**Task brief:** Write out, from the entries below, exactly the lines that run between the lines holding "Construction time configuration." and "be written back", inclusive, and stop there.

**Dataset extract:**
"""
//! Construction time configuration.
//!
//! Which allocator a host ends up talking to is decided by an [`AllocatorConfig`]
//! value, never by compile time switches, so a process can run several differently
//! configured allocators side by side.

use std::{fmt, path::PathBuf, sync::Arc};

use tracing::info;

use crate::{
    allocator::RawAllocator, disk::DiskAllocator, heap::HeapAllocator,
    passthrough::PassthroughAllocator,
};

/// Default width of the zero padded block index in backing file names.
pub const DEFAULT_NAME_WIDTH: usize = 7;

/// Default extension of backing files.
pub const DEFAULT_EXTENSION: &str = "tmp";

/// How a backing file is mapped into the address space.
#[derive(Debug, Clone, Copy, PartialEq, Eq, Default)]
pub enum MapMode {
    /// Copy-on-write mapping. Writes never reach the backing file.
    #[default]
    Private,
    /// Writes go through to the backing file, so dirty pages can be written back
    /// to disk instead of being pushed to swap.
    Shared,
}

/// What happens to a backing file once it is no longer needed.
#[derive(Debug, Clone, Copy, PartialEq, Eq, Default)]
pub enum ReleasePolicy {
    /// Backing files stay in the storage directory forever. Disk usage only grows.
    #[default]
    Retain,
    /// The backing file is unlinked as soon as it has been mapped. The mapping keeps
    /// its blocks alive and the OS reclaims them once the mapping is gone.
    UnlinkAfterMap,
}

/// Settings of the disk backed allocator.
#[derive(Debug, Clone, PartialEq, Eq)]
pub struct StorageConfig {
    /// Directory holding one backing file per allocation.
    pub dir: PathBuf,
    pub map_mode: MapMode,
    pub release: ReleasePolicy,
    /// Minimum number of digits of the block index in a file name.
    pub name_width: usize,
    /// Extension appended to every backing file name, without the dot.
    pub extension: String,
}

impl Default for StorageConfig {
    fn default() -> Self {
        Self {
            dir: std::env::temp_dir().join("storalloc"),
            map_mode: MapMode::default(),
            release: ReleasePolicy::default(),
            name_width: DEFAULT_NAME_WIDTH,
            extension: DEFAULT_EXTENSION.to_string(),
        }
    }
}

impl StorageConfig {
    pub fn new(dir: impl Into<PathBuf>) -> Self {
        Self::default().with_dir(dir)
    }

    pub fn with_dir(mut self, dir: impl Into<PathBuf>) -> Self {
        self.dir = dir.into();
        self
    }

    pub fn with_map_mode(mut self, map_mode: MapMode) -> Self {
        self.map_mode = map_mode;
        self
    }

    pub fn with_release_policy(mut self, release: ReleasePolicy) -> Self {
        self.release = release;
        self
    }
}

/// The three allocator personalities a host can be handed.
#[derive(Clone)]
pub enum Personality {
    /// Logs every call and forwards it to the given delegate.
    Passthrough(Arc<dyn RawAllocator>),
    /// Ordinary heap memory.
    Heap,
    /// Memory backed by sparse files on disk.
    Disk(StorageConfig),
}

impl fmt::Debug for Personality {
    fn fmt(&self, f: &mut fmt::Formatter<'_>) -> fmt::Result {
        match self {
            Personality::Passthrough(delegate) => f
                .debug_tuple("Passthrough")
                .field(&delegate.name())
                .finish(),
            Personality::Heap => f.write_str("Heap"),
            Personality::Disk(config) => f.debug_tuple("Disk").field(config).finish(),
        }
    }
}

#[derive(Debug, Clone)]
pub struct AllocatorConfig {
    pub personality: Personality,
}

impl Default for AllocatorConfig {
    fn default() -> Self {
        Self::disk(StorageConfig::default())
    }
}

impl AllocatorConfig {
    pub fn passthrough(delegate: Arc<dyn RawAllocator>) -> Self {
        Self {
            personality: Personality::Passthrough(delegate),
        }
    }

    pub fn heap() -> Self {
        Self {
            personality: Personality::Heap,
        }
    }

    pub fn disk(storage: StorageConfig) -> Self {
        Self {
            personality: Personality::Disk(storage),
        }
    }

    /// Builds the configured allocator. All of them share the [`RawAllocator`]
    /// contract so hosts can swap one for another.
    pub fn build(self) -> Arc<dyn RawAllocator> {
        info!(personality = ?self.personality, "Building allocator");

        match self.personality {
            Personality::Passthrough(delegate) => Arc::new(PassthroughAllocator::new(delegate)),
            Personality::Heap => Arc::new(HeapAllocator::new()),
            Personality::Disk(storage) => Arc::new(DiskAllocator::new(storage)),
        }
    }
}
"""
"""
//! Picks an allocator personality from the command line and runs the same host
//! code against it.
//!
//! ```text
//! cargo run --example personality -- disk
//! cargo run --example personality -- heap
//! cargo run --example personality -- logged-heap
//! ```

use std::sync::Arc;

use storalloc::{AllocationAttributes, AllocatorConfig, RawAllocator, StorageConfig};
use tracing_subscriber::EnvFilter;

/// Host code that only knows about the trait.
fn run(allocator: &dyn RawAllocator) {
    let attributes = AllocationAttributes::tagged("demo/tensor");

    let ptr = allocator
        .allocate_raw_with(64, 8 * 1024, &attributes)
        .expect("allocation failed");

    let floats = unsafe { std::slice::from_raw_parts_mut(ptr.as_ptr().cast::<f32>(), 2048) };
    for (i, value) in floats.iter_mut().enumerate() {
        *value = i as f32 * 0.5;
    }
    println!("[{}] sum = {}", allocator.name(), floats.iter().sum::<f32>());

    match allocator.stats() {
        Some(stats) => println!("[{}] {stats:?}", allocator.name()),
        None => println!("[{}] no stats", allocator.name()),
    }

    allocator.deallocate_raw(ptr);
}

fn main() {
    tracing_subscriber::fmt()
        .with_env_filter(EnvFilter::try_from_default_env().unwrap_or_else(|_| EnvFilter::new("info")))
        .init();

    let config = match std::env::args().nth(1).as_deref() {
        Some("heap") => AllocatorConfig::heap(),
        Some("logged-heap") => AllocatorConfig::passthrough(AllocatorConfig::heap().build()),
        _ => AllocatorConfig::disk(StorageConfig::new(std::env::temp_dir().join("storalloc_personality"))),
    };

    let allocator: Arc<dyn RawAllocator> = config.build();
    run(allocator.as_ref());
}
"""
**Solution to this exercise:**
//! Construction time configuration.
//!
//! Which allocator a host ends up talking to is decided by an [`AllocatorConfig`]
//! value, never by compile time switches, so a process can run several differently
//! configured allocators side by side.

use std::{fmt, path::PathBuf, sync::Arc};

use tracing::info;

use crate::{
    allocator::RawAllocator, disk::DiskAllocator, heap::HeapAllocator,
    passthrough::PassthroughAllocator,
};

/// Default width of the zero padded block index in backing file names.
pub const DEFAULT_NAME_WIDTH: usize = 7;

/// Default extension of backing files.
pub const DEFAULT_EXTENSION: &str = "tmp";

/// How a backing file is mapped into the address space.
#[derive(Debug, Clone, Copy, PartialEq, Eq, Default)]
pub enum MapMode {
    /// Copy-on-write mapping. Writes never reach the backing file.
    #[default]
    Private,
    /// Writes go through to the backing file, so dirty pages can be written back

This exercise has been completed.